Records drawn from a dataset

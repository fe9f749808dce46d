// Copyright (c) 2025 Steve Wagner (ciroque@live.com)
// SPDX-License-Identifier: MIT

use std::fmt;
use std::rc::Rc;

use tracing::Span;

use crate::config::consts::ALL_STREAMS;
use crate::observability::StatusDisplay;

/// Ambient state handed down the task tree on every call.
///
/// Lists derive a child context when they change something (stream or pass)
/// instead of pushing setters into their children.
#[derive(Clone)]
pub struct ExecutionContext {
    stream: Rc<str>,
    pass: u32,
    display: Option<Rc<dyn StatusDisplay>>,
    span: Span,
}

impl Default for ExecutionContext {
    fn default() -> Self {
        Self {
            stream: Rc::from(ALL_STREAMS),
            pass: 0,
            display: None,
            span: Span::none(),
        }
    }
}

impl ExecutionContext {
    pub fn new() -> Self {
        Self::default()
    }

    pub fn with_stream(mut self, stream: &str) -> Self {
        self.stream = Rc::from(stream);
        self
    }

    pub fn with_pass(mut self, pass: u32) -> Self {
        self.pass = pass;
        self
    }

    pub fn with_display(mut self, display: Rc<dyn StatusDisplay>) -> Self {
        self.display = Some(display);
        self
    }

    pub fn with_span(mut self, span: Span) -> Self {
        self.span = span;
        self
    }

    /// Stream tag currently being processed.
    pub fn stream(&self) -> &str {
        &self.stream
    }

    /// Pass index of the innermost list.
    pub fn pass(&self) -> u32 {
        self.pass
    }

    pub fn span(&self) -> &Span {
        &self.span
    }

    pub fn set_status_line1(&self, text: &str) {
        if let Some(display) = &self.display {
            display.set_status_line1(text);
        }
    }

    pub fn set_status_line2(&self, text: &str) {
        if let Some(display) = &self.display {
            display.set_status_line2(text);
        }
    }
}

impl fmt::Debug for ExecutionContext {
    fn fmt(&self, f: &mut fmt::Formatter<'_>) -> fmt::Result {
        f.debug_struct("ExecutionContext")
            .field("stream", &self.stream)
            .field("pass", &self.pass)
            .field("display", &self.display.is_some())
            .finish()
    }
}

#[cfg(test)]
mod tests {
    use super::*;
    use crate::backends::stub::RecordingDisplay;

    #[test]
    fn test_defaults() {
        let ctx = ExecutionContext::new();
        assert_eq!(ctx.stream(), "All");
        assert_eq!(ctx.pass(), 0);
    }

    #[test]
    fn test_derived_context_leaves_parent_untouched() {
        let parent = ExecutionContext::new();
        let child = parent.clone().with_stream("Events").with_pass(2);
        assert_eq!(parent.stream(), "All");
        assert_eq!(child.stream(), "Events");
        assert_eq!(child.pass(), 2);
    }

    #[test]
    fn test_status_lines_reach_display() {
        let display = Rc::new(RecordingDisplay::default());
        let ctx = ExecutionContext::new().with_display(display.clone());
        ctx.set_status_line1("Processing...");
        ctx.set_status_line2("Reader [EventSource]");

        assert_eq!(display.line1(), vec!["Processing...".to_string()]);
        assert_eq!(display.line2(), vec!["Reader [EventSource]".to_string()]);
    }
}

* **WORK INSTRUCTIONS**
Go to the line with "assert_eq!(ctx.pass(), 0);" in the entries above and repeat every line from there through the line with "let display = Rc::new(RecordingDisplay::default());", exactly and with no other text.

* **FINAL ANSWER**
        assert_eq!(ctx.pass(), 0);
    }

    #[test]
    fn test_derived_context_leaves_parent_untouched() {
        let parent = ExecutionContext::new();
        let child = parent.clone().with_stream("Events").with_pass(2);
        assert_eq!(parent.stream(), "All");
        assert_eq!(child.stream(), "Events");
        assert_eq!(child.pass(), 2);
    }

    #[test]
    fn test_status_lines_reach_display() {
        let display = Rc::new(RecordingDisplay::default());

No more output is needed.